INDIANAPOLIS — The Denver Broncos promised this year wouldn't be like last year, and they were right.
It was worse.
The Broncos fell 49-24 to the Colts in the first round of the playoffs Sunday, a humiliation that was worse not so much because of the score — they actually lost by more last postseason — but because it exposed Denver as a franchise that is getting no better despite insisting that it is.
"What's the difference?" irate receiver Rod Smith asked a reporter. "What are the results? How do you think I feel?"
In the wake of last year's 41-10 loss to the Colts, Denver decided to shore up the secondary by acquiring John Lynch in free agency and trading Clinton Portis for Champ Bailey.
Clearly, that was only a start, not a solution.
Bailey played well all season and in this game. But he couldn't make up for the lack of a pass rush, or for Roc Alexander — a raw, rookie nickelback who got burned by Reggie Wayne for no fewer than eight of his 10 catches and two long touchdowns.
Lynch was supposed to add some experience and attitude. He made headlines last week with his big hit on Colts tight end Dallas Clark, the resulting $75,000 fine and the threats from the league to eject him. Lynch finished with four tackles Sunday and rarely got close enough to anyone to do anything that would merit his ejection.
"I've never been in a game where I felt so helpless," Lynch said.
Last year, the defining play of the playoff debacle was a 46-yard touchdown catch by Marvin Harrison, in which he caught the ball in the middle of the field, went down and, untouched by a Denver defender, stood up and ran into the end zone.
This year, Denver didn't make any single mistake quite as embarrassing, but add up all the weaknesses and the result was just as bad.

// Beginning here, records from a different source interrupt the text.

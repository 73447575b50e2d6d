//! Encoding of a single instruction line into one or two words.
use base::prelude::{
    opcode_table, operand_signature, OperandKind, OperandSignature, HALFWORD_MASK,
    HIGH_HALF_MARKER, NOP_ENCODING, REGISTER_COUNT,
};

use super::ast::InstructionLine;
use super::lexer::{classify_operand, OperandToken};
use super::symtab::{LabelName, LabelTable};
use super::types::{AssemblerFailure, LineNumber};

const NOP: &str = "NOP";

fn is_nop(mnemonic: &str) -> bool {
    mnemonic.eq_ignore_ascii_case(NOP)
}

fn lookup(line: LineNumber, mnemonic: &str) -> Result<(u32, OperandSignature), AssemblerFailure> {
    let pattern = opcode_table()
        .encode(mnemonic)
        .map_err(|_| AssemblerFailure::UnknownMnemonic {
            line,
            mnemonic: mnemonic.to_string(),
        })?;
    let signature = operand_signature(pattern).map_err(|e| {
        AssemblerFailure::Internal(format!("opcode table entry {mnemonic}: {e}"))
    })?;
    Ok((pattern, signature))
}

/// The number of words `instruction` will occupy.  This is what the
/// first pass needs; operands are not examined.
pub(crate) fn instruction_word_count(
    line: LineNumber,
    instruction: &InstructionLine,
) -> Result<u32, AssemblerFailure> {
    if is_nop(&instruction.mnemonic) {
        return Ok(1);
    }
    let (_, signature) = lookup(line, &instruction.mnemonic)?;
    Ok(signature.word_count() as u32)
}

fn resolve_operand(
    line: LineNumber,
    kind: OperandKind,
    word: &str,
    labels: &LabelTable,
) -> Result<u32, AssemblerFailure> {
    let invalid = |msg: &str| AssemblerFailure::InvalidOperand {
        line,
        operand: word.to_string(),
        msg: msg.to_string(),
    };
    match (kind, classify_operand(word)) {
        (OperandKind::Register, Some(OperandToken::Register(n)))
            if (1..=u32::from(REGISTER_COUNT)).contains(&n) =>
        {
            Ok(n - 1)
        }
        (OperandKind::Register, _) => Err(invalid(&format!(
            "expected a register, r1 to r{REGISTER_COUNT}"
        ))),
        // Label operands are word addresses.
        (_, Some(OperandToken::Label(name))) => {
            labels.lookup(line, &LabelName::new(&name)).map(|v| v >> 2)
        }
        (_, Some(OperandToken::Integer(n))) => Ok(n),
        (OperandKind::FullWord, Some(OperandToken::Float(bits))) => Ok(bits),
        (_, Some(OperandToken::Float(_))) => Err(invalid(
            "a floating-point value needs a full-word operand (such as that of LOADWORDI)",
        )),
        (_, Some(OperandToken::Register(_))) => {
            Err(invalid("expected a number or a label, not a register"))
        }
        (_, None) => Err(invalid("expected a register, number or label")),
    }
}

/// Encode `instruction`.  Returns two words for the full-immediate
/// forms, otherwise one.
///
/// # Errors
///
/// `UnknownMnemonic`, `OperandCountMismatch`, `InvalidOperand`, or
/// `UndefinedLabel`.
pub(crate) fn encode_instruction(
    line: LineNumber,
    instruction: &InstructionLine,
    labels: &LabelTable,
) -> Result<Vec<u32>, AssemblerFailure> {
    let count_mismatch = |expected: usize| AssemblerFailure::OperandCountMismatch {
        line,
        mnemonic: instruction.mnemonic.clone(),
        expected,
        got: instruction.operands.len(),
    };
    if is_nop(&instruction.mnemonic) {
        return if instruction.operands.is_empty() {
            Ok(vec![NOP_ENCODING])
        } else {
            Err(count_mismatch(0))
        };
    }
    let (pattern, signature) = lookup(line, &instruction.mnemonic)?;
    if signature.len() != instruction.operands.len() {
        return Err(count_mismatch(signature.len()));
    }
    let mut word = pattern;
    let mut full_word: Option<u32> = None;
    for (position, (kind, operand)) in signature
        .kinds()
        .iter()
        .zip(instruction.operands.iter())
        .enumerate()
    {
        let value = resolve_operand(line, *kind, operand, labels)?;
        match kind {
            OperandKind::FullWord => {
                full_word = Some(value);
            }
            _ => {
                word |= kind.pack(position, value);
            }
        }
    }
    Ok(match full_word {
        None => vec![word],
        Some(value) => vec![
            word | (value & HALFWORD_MASK),
            word | HIGH_HALF_MARKER | (value >> 16),
        ],
    })
}

#[cfg(test)]
mod tests {
    use super::*;

    fn inst(mnemonic: &str, operands: &[&str]) -> InstructionLine {
        InstructionLine {
            mnemonic: mnemonic.to_string(),
            operands: operands.iter().map(|s| (*s).to_string()).collect(),
        }
    }

    fn encode(mnemonic: &str, operands: &[&str]) -> Result<Vec<u32>, AssemblerFailure> {
        encode_instruction(1, &inst(mnemonic, operands), &LabelTable::default())
    }

    #[test]
    fn three_registers() {
        assert_eq!(
            encode("ADD", &["r1", "r2", "R3"]).expect("valid"),
            vec![(0 << 22) | (1 << 19) | (2 << 16) | 1]
        );
    }

    #[test]
    fn condition_suffix() {
        assert_eq!(
            encode("addz", &["r8", "r8", "r8"]).expect("valid"),
            vec![0x2000_0000 | (7 << 22) | (7 << 19) | (7 << 16) | 1]
        );
    }

    #[test]
    fn loadwordi_emits_two_words() {
        let words = encode("LOADWORDI", &["r1", "42"]).expect("valid");
        let base = 0x0206_0000;
        assert_eq!(words, vec![base | 42, base | HIGH_HALF_MARKER]);
    }

    #[test]
    fn loadwordi_splits_halves() {
        let words = encode("LOADWORDI", &["r2", "12345678h"]).expect("valid");
        let base = 0x0206_0000 | (1 << 22);
        assert_eq!(
            words,
            vec![base | 0x5678, base | HIGH_HALF_MARKER | 0x1234]
        );
    }

    #[test]
    fn loadwordi_accepts_a_float() {
        let words = encode("LOADWORDI", &["r1", "1.5"]).expect("valid");
        let bits = 1.5_f32.to_bits();
        assert_eq!(words[0] & HALFWORD_MASK, bits & HALFWORD_MASK);
        assert_eq!(words[1] & HALFWORD_MASK, bits >> 16);
    }

    #[test]
    fn immediates_are_masked() {
        assert_eq!(
            encode("LOADBYTEI", &["r1", "1FFh"]).expect("valid"),
            vec![0x0202_0000 | 0xFF]
        );
        assert_eq!(
            encode("LOADHWORDI", &["r1", "-1"]).expect("valid"),
            vec![0x0204_0000 | 0xFFFF]
        );
        assert_eq!(
            encode("INT", &["101b"]).expect("valid"),
            vec![0x1FFF_FF00 | 5]
        );
    }

    #[test]
    fn nop_is_mov_r1_r1() {
        assert_eq!(encode("nop", &[]).expect("valid"), vec![0b10_0000]);
        assert_eq!(
            encode("MOV", &["r1", "r1"]).expect("valid"),
            encode("NOP", &[]).expect("valid")
        );
        assert!(matches!(
            encode("NOP", &["r1"]),
            Err(AssemblerFailure::OperandCountMismatch { expected: 0, .. })
        ));
    }

    #[test]
    fn operand_count_mismatch() {
        match encode("ADD", &["r1", "r2"]) {
            Err(AssemblerFailure::OperandCountMismatch {
                mnemonic,
                expected,
                got,
                ..
            }) => {
                assert_eq!((mnemonic.as_str(), expected, got), ("ADD", 3, 2));
            }
            other => panic!("expected an operand count mismatch, got {other:?}"),
        }
    }

    #[test]
    fn unknown_mnemonic() {
        assert!(matches!(
            encode("FROB", &[]),
            Err(AssemblerFailure::UnknownMnemonic { .. })
        ));
    }

    #[test]
    fn bad_registers() {
        for bad in ["r0", "r9", "x1", "5"] {
            assert!(
                matches!(
                    encode("PUSH", &[bad]),
                    Err(AssemblerFailure::InvalidOperand { .. })
                ),
                "{bad} should be rejected"
            );
        }
    }

    #[test]
    fn label_operand_is_a_word_address() {
        let mut labels = LabelTable::default();
        labels
            .define(1, &LabelName::new("target"), 0x40)
            .expect("define");
        assert_eq!(
            encode_instruction(2, &inst("JMP", &["@Target"]), &labels).expect("valid"),
            vec![0x1000_0000 | 0x10]
        );
        assert!(matches!(
            encode_instruction(2, &inst("JMP", &["@elsewhere"]), &labels),
            Err(AssemblerFailure::UndefinedLabel { .. })
        ));
    }

    #[test]
    fn word_counts() {
        assert_eq!(instruction_word_count(1, &inst("LOADWORDI", &[])).ok(), Some(2));
        assert_eq!(instruction_word_count(1, &inst("LOADWORDIZ", &[])).ok(), Some(2));
        assert_eq!(instruction_word_count(1, &inst("NOP", &[])).ok(), Some(1));
        assert_eq!(instruction_word_count(1, &inst("ADD", &[])).ok(), Some(1));
    }
}
#![deny(unreachable_pub)]
#![deny(unsafe_code)]
#![warn(clippy::must_use_candidate)]
#![warn(clippy::manual_string_new)]
#![warn(clippy::semicolon_if_nothing_returned)]
#![warn(clippy::return_self_not_must_use)]
#![warn(clippy::wildcard_imports)]
#![warn(clippy::bool_to_int_with_if)]
#![warn(clippy::clone_on_ref_ptr)]
#![warn(clippy::match_same_arms)]
#![warn(clippy::missing_errors_doc)]
#![warn(clippy::items_after_statements)]
#![warn(clippy::explicit_iter_loop)]
#![warn(clippy::unreadable_literal)]
#![warn(clippy::pedantic)]
#![allow(clippy::enum_glob_use)] // fix later
#![allow(clippy::redundant_else)] // fix later
#![allow(clippy::too_many_lines)] // fix later
#![allow(clippy::similar_names)] // fix later
#![allow(clippy::explicit_into_iter_loop)] // fix later
#![allow(clippy::default_trait_access)] // fix later
#![allow(clippy::match_wild_err_arm)] // fix later
#![allow(clippy::verbose_bit_mask)] // fix later
#![allow(clippy::redundant_closure_for_method_calls)] // fix later
#![allow(clippy::inconsistent_struct_constructor)] // fix soon
#![allow(clippy::needless_continue)] // fix soon
#![allow(clippy::manual_assert)] // fix soon
#![allow(clippy::if_not_else)] // fix soon
#![allow(clippy::doc_markdown)] // fix soon
#![allow(clippy::needless_pass_by_value)] // fix soon
#![allow(clippy::unused_self)] // fix soon
#![allow(clippy::inline_always)] // fix soon
#![allow(clippy::ignored_unit_patterns)] // fix soon
#![allow(clippy::match_wildcard_for_single_variants)] // fix soon
#![allow(clippy::inefficient_to_string)] // fix soon
#![allow(clippy::map_unwrap_or)] // fix soon
#![allow(clippy::trivially_copy_pass_by_ref)] // fix soon
#![allow(clippy::unnecessary_wraps)] // fix soon
#![allow(clippy::unnecessary_semicolon)] // fix soon
#![allow(clippy::single_match_else)] // fix soon

//! Two-pass assembler for the 32-bit register machine.
//!
//! [`assemble_source`] turns program text into a [`ProgramImage`];
//! [`assemble_file`] does the same for files, writing the image in
//! the format read back by [`read_image_file`].
mod ast;
mod driver;
mod encode;
mod image;
mod lexer;
mod listing;
mod parser;
mod symtab;
mod types;

pub use driver::*;
pub use image::ProgramImage;
pub use listing::Disassembly;
pub use symtab::{LabelName, LabelTable};
pub use types::{AssemblerFailure, LineNumber};
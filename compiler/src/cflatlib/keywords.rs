//! Word lists shared by the tokeniser and the tree builder.

/// Operators the tokeniser splits on, longest first so that `<<=` is
/// never read as `<<` followed by `=`.
pub(crate) const OPERATORS: [&str; 42] = [
    "...", "<<=", ">>=", ">>>", //
    "++", "--", "&&", "||", "<<", ">>", "->", "<=", ">=", "==", "!=", "+=", "-=", "*=", "/=",
    "%=", "&=", "^=", "|=", //
    "(", ")", "<", ">", "^", "|", "?", ":", "=", ",", ".", "+", "-", "!", "~", "*", "&", "/",
    "%",
];

/// Operators which are recognised only so that they can be refused.
pub(crate) const EVIL_OPERATORS: [&str; 2] = ["++", "--"];

/// Keywords of full C which this dialect does not support.
pub(crate) const UNSUPPORTED_KEYWORDS: [&str; 11] = [
    "auto", "register", "signed", "unsigned", "volatile", "static", "extern", "long", "short",
    "double", "bool",
];

/// Words which introduce a block (or stand alone) rather than
/// computing a value.
pub(crate) const CODE_BLOCK_KEYWORDS: [&str; 11] = [
    "do", "else", "enum", "for", "if", "struct", "switch", "union", "while", "forever", "repeat",
];

/// Words which may precede the name in a variable declaration.
pub(crate) const DECLARATION_PREWORDS: [&str; 14] = [
    "auto", "extern", "const", "register", "struct", "char", "short", "int", "long", "float",
    "double", "bool", "var", "val",
];

/// Words which may precede the return type of a function definition.
pub(crate) const FUNCTION_ANNOTATIONS: [&str; 6] =
    ["auto", "extern", "const", "register", "static", "inline"];

/// Words which may name the return type of a function definition.
pub(crate) const FUNCTION_TYPES: [&str; 8] = [
    "void", "char", "short", "int", "long", "float", "double", "bool",
];

pub(crate) const UNARY_PLUS: &str = "#_unaryplus";
pub(crate) const UNARY_MINUS: &str = "#_unaryminus";
pub(crate) const ADDRESS_OF: &str = "#_addressof";
pub(crate) const POINTER_DEREFERENCE: &str = "#_ptrderef";

pub(crate) fn is_operator(token: &str) -> bool {
    OPERATORS.contains(&token) || precedence(token).is_some()
}

/// Binding strength of an operator, from `,` (weakest) upwards.
pub(crate) fn precedence(op: &str) -> Option<u8> {
    let level = match op {
        "," => 0,
        "=" | "+=" | "-=" | "*=" | "/=" | "%=" | "<<=" | ">>=" | "&=" | "^=" | "|=" => 1,
        "?" | ":" => 2,
        "||" => 3,
        "&&" => 4,
        "|" => 5,
        "^" => 6,
        "&" => 7,
        "==" | "!=" => 8,
        "<" | "<=" | ">" | ">=" => 9,
        "<<" | ">>" | ">>>" => 10,
        "+" | "-" => 11,
        "*" | "/" | "%" => 12,
        UNARY_PLUS | UNARY_MINUS | ADDRESS_OF | POINTER_DEREFERENCE | "!" | "~" | "sizeof" => 13,
        "++" | "--" | "." | "->" => 14,
        _ => return None,
    };
    Some(level)
}

/// Levels whose operators group from the right.
pub(crate) fn is_right_associative(level: u8) -> bool {
    matches!(level, 1 | 2 | 13)
}

pub(crate) fn is_unary(op: &str) -> bool {
    precedence(op) == Some(13)
}

pub(crate) fn is_assignment(op: &str) -> bool {
    precedence(op) == Some(1)
}

/// The name a `+`, `-`, `&` or `*` takes when it has only one operand.
pub(crate) fn unary_form(op: &str) -> Option<&'static str> {
    match op {
        "+" => Some(UNARY_PLUS),
        "-" => Some(UNARY_MINUS),
        "&" => Some(ADDRESS_OF),
        "*" => Some(POINTER_DEREFERENCE),
        _ => None,
    }
}
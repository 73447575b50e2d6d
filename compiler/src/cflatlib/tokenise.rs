//! Splits preprocessed source text into statements ("lines") of
//! tokens, recording how deeply each is nested in braces.
use std::fmt::{self, Display, Formatter};

use tracing::{event, span, Level};

use super::keywords::{EVIL_OPERATORS, OPERATORS, UNSUPPORTED_KEYWORDS};
use super::types::{CompileError, CompilerOptions, LineNumber};

#[cfg(test)]
mod tests;

/// One statement of the program.
#[derive(Debug, Clone, PartialEq, Eq)]
pub struct LineStructure {
    /// The line on which the statement's first token appears.
    pub line_number: LineNumber,
    /// Number of enclosing braces.  A line which opens a block has
    /// the depth of the code around the block.
    pub depth: usize,
    pub tokens: Vec<String>,
    /// Set when the statement was ended by `{`.
    pub opens_block: bool,
}

impl Display for LineStructure {
    fn fmt(&self, f: &mut Formatter<'_>) -> Result<(), fmt::Error> {
        write!(f, "{:>4} {:>2} ", self.line_number, self.depth)?;
        for (i, token) in self.tokens.iter().enumerate() {
            if i > 0 {
                f.write_str(" ")?;
            }
            f.write_str(token)?;
        }
        if self.opens_block {
            f.write_str(" {")?;
        }
        Ok(())
    }
}

fn digraph_replacement(pair: &[char]) -> Option<char> {
    match pair {
        ['<', ':'] => Some('['),
        [':', '>'] => Some(']'),
        ['<', '%'] => Some('{'),
        ['%', '>'] => Some('}'),
        ['%', ':'] => Some('#'),
        _ => None,
    }
}

fn escaped_char(c: char) -> Option<char> {
    match c {
        'a' => Some('\u{07}'),
        'b' => Some('\u{08}'),
        'f' => Some('\u{0C}'),
        'n' => Some('\n'),
        'r' => Some('\r'),
        't' => Some('\t'),
        'v' => Some('\u{0B}'),
        '\\' | '\'' | '"' | '?' => Some(c),
        '0' => Some('\0'),
        _ => None,
    }
}

#[derive(Debug, Clone, Copy, PartialEq, Eq)]
enum Mode {
    Code,
    StringLiteral,
    LineComment,
    BlockComment,
}

struct Tokeniser<'a> {
    options: &'a CompilerOptions,
    chars: Vec<char>,
    pos: usize,
    line: LineNumber,
    mode: Mode,
    depth: usize,
    paren_depth: usize,
    /// Where the outermost open `(` is.
    paren_line: LineNumber,
    /// The partly-read token.
    word: String,
    word_line: LineNumber,
    current: Option<LineStructure>,
    finished: Vec<LineStructure>,
}

impl<'a> Tokeniser<'a> {
    fn new(source: &str, options: &'a CompilerOptions) -> Tokeniser<'a> {
        Tokeniser {
            options,
            chars: source.chars().collect(),
            pos: 0,
            line: 1,
            mode: Mode::Code,
            depth: 0,
            paren_depth: 0,
            paren_line: 1,
            word: String::new(),
            word_line: 1,
            current: None,
            finished: Vec::new(),
        }
    }

    fn peek(&self, offset: usize) -> Option<char> {
        self.chars.get(self.pos + offset).copied()
    }

    fn looking_at(&self, text: &str) -> bool {
        text.chars()
            .enumerate()
            .all(|(i, c)| self.peek(i) == Some(c))
    }

    fn push_token(&mut self, token: String, line: LineNumber) {
        event!(Level::TRACE, "line {line}: token {token:?}");
        self.current
            .get_or_insert_with(|| LineStructure {
                line_number: line,
                depth: 0,
                tokens: Vec::new(),
                opens_block: false,
            })
            .tokens
            .push(token);
    }

    fn add_char(&mut self, c: char) {
        if self.word.is_empty() {
            self.word_line = self.line;
        }
        self.word.push(c);
    }

    fn flush_word(&mut self) -> Result<(), CompileError> {
        if self.word.is_empty() {
            return Ok(());
        }
        let word = std::mem::take(&mut self.word);
        if self.options.error_incompatibles && UNSUPPORTED_KEYWORDS.contains(&word.as_str()) {
            return Err(CompileError::illegal_token(
                self.word_line,
                &word,
                "this keyword is not supported",
            ));
        }
        self.push_token(word, self.word_line);
        Ok(())
    }

    fn end_line(&mut self, opens_block: bool) -> Result<(), CompileError> {
        self.flush_word()?;
        if let Some(mut line) = self.current.take() {
            line.depth = self.depth;
            line.opens_block = opens_block;
            self.finished.push(line);
        }
        Ok(())
    }

    fn unclosed_paren(&self) -> CompileError {
        CompileError::syntax(self.paren_line, "unbalanced '('")
    }

    fn operator_at_point(&self) -> Option<&'static str> {
        OPERATORS.iter().copied().find(|op| self.looking_at(op))
    }

    /// Decides whether the `.` at point is part of a number.
    fn is_decimal_point(&self) -> bool {
        if !self.word.chars().all(|c| c.is_ascii_digit()) {
            return false;
        }
        let next = self.peek(1);
        if next.is_some_and(|c| c.is_ascii_digit()) {
            return true;
        }
        if matches!(next, Some('e' | 'E')) {
            let after = match self.peek(2) {
                Some('+' | '-') => self.peek(3),
                other => other,
            };
            if after.is_some_and(|c| c.is_ascii_digit()) {
                return true;
            }
        }
        !self.word.is_empty()
            && match next {
                None => true,
                Some(c) => c.is_whitespace() || "fF,);".contains(c),
            }
    }

    /// Consumes the fractional part (and exponent) of a number whose
    /// decimal point is at point.
    fn read_fraction(&mut self) {
        self.add_char('.');
        self.pos += 1;
        let mut previous = '.';
        while let Some(c) = self.peek(0) {
            let accepted = c.is_ascii_digit()
                || matches!(c, 'e' | 'E' | 'f' | 'F')
                || (matches!(c, '+' | '-') && matches!(previous, 'e' | 'E'));
            if !accepted {
                break;
            }
            self.add_char(c);
            previous = c;
            self.pos += 1;
        }
    }

    fn read_char_literal(&mut self) -> Result<(), CompileError> {
        let bad = || {
            CompileError::syntax(self.line, "a character literal must hold exactly one character")
        };
        let (value, len) = match (self.peek(1), self.peek(2)) {
            (Some('\\'), Some(e)) => match escaped_char(e) {
                Some(value) => (value, 4),
                None => {
                    return Err(CompileError::syntax(
                        self.line,
                        format!("unknown escape sequence \\{e}"),
                    ));
                }
            },
            (Some('\'') | None, _) => return Err(bad()),
            (Some(c), _) => (c, 3),
        };
        if self.peek(len - 1) != Some('\'') {
            return Err(bad());
        }
        self.flush_word()?;
        self.push_token(u32::from(value).to_string(), self.line);
        self.pos += len;
        Ok(())
    }

    /// Handles one character inside a string literal.  Escapes are
    /// decoded.  A raw newline is not kept in the literal: it only
    /// advances the line count, so `"a` newline `b"` reads as `"ab"`.
    fn step_string(&mut self, c: char) -> Result<(), CompileError> {
        match c {
            '\\' => {
                let Some(e) = self.peek(1) else {
                    return Err(CompileError::syntax(
                        self.word_line,
                        "string literal is not terminated",
                    ));
                };
                match escaped_char(e) {
                    Some(value) => self.add_char(value),
                    None => {
                        return Err(CompileError::syntax(
                            self.line,
                            format!("unknown escape sequence \\{e}"),
                        ));
                    }
                }
                self.pos += 2;
                return Ok(());
            }
            '"' => {
                self.add_char('"');
                self.mode = Mode::Code;
                self.flush_word()?;
            }
            '\n' => {
                self.line += 1;
            }
            _ => self.add_char(c),
        }
        self.pos += 1;
        Ok(())
    }

    fn step_code(&mut self, c: char) -> Result<(), CompileError> {
        if self.looking_at("//") {
            self.flush_word()?;
            self.mode = Mode::LineComment;
            self.pos += 2;
            return Ok(());
        }
        if self.looking_at("/*") {
            self.flush_word()?;
            self.mode = Mode::BlockComment;
            self.pos += 2;
            return Ok(());
        }
        if self.looking_at("*/") {
            return Err(CompileError::syntax(
                self.line,
                "'*/' appears outside a comment",
            ));
        }
        let digraph = if self.options.use_digraphs {
            let end = (self.pos + 2).min(self.chars.len());
            digraph_replacement(&self.chars[self.pos..end])
        } else {
            None
        };
        let (c, op) = match digraph {
            Some(replacement) => {
                self.pos += 1;
                (replacement, None)
            }
            None => (c, self.operator_at_point()),
        };
        if matches!(c, '{' | '}') && self.paren_depth > 0 {
            return Err(self.unclosed_paren());
        }
        match c {
            '\n' => {
                self.flush_word()?;
                self.line += 1;
            }
            c if c.is_whitespace() => self.flush_word()?,
            '{' => {
                self.end_line(true)?;
                self.depth += 1;
            }
            '}' => {
                if self.depth == 0 {
                    return Err(CompileError::syntax(self.line, "unbalanced '}'"));
                }
                self.flush_word()?;
                self.depth -= 1;
                self.end_line(false)?;
            }
            ';' if self.paren_depth == 0 => self.end_line(false)?,
            ';' => {
                self.flush_word()?;
                self.push_token(";".to_string(), self.line);
            }
            '"' => {
                self.flush_word()?;
                self.add_char('"');
                self.mode = Mode::StringLiteral;
            }
            '\'' => return self.read_char_literal(),
            '.' if self.is_decimal_point() => {
                self.read_fraction();
                return self.flush_word();
            }
            _ => match op {
                Some(op) => {
                    if EVIL_OPERATORS.contains(&op) {
                        return Err(CompileError::illegal_token(
                            self.line,
                            op,
                            "increment and decrement operators are not supported",
                        ));
                    }
                    match op {
                        "(" => {
                            if self.paren_depth == 0 {
                                self.paren_line = self.line;
                            }
                            self.paren_depth += 1;
                        }
                        ")" => {
                            if self.paren_depth == 0 {
                                return Err(CompileError::syntax(self.line, "unbalanced ')'"));
                            }
                            self.paren_depth -= 1;
                        }
                        _ => (),
                    }
                    self.flush_word()?;
                    self.push_token(op.to_string(), self.line);
                    self.pos += op.chars().count();
                    return Ok(());
                }
                None => self.add_char(c),
            },
        }
        self.pos += 1;
        Ok(())
    }

    fn run(mut self) -> Result<Vec<LineStructure>, CompileError> {
        while let Some(c) = self.peek(0) {
            match self.mode {
                Mode::Code => self.step_code(c)?,
                Mode::StringLiteral => self.step_string(c)?,
                Mode::LineComment => {
                    if c == '\n' {
                        self.line += 1;
                        self.mode = Mode::Code;
                    }
                    self.pos += 1;
                }
                Mode::BlockComment => {
                    if self.looking_at("*/") {
                        self.mode = Mode::Code;
                        self.pos += 2;
                    } else {
                        if c == '\n' {
                            self.line += 1;
                        }
                        self.pos += 1;
                    }
                }
            }
        }
        match self.mode {
            Mode::StringLiteral => {
                return Err(CompileError::syntax(
                    self.word_line,
                    "string literal is not terminated",
                ));
            }
            Mode::BlockComment => {
                return Err(CompileError::syntax(self.line, "comment is not terminated"));
            }
            Mode::Code | Mode::LineComment => (),
        }
        if self.paren_depth != 0 {
            return Err(self.unclosed_paren());
        }
        self.end_line(false)?;
        if self.depth != 0 {
            return Err(CompileError::syntax(self.line, "unbalanced '{'"));
        }
        Ok(self.finished)
    }
}

/// Splits `source` into statements.
///
/// Statements end at `;` (outside parentheses), `{`, `}` and the end
/// of the input.  Comments are dropped, character literals become
/// their integer code, and string literals keep their quotes.
///
/// # Errors
///
/// [`CompileError::IllegalToken`] for `++`, `--` and (when
/// `error_incompatibles` is set) unsupported keywords;
/// [`CompileError::Syntax`] for unterminated literals or comments and
/// for unbalanced braces or parentheses.
pub fn tokenise(
    source: &str,
    options: &CompilerOptions,
) -> Result<Vec<LineStructure>, CompileError> {
    let span = span!(Level::DEBUG, "tokenise");
    let _enter = span.enter();
    let lines = Tokeniser::new(source, options).run()?;
    event!(Level::DEBUG, "source holds {} statements", lines.len());
    Ok(lines)
}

One of the few improvements was that the Broncos didn't quit. After falling behind 35-3 at halftime, they scored two touchdowns to make the game mildly interesting for a moment.
All it really did, though, was help Peyton Manning improve his numbers.
The record-setting quarterback fell short of his perfect 158.3 passer rating of last year, but he did have 360 yards passing in the first half — 23 more than he had in the first half last year. He finished with 457, just 32 short of the NFL playoff record. So much for sending a message to flighty Colts receivers, the way Lynch said Denver did during the emotional lead-up to the game.
"I thought I could channel the energy and make it a positive," Lynch said. "But I'm drained. I dealt with so much crap. It's by no means an excuse for the way the team played."
Manning's counterpart, Jake Plummer was — well — Jake Plummer. As always, he made some nice throws and put together some good numbers, just as many quarterbacks who fall behind by 32 at halftime do. He finished with 284 yards, two touchdowns one interception and a few more throws that could have been picked off.
But he wasn't the real problem.
It was a total collapse by a defense that finished fourth in the league, but closed the season not forcing the issue, not making big plays, not really showing improvement over last year. It was a less-than-perfect effort from an offense that couldn't convert a third down or get into the end zone in the first half against the league's 29th-ranked defense.
"We've got a talented team," running back Reuben Droughns said. "We need to find ways to move the ball more consistently and get wins."
The architect of the team is the same guy who coaches it — Mike Shanahan, who remained winless (0-3) in the playoffs since John Elway retired after Denver's second straight Super Bowl win in 1998.
Since then, Shanahan is 54-45, the Broncos haven't won a division, haven't hosted a playoff game, haven't looked anything near the elite team they once were.
They finished this year 10-7, just like last year. They finished this year with a first-round drubbing by the Colts, just like last year.
"I'm not the GM," Bailey said. "Obviously, I can't make the changes. I'm sure coach will look it over and try to make us a better team next year."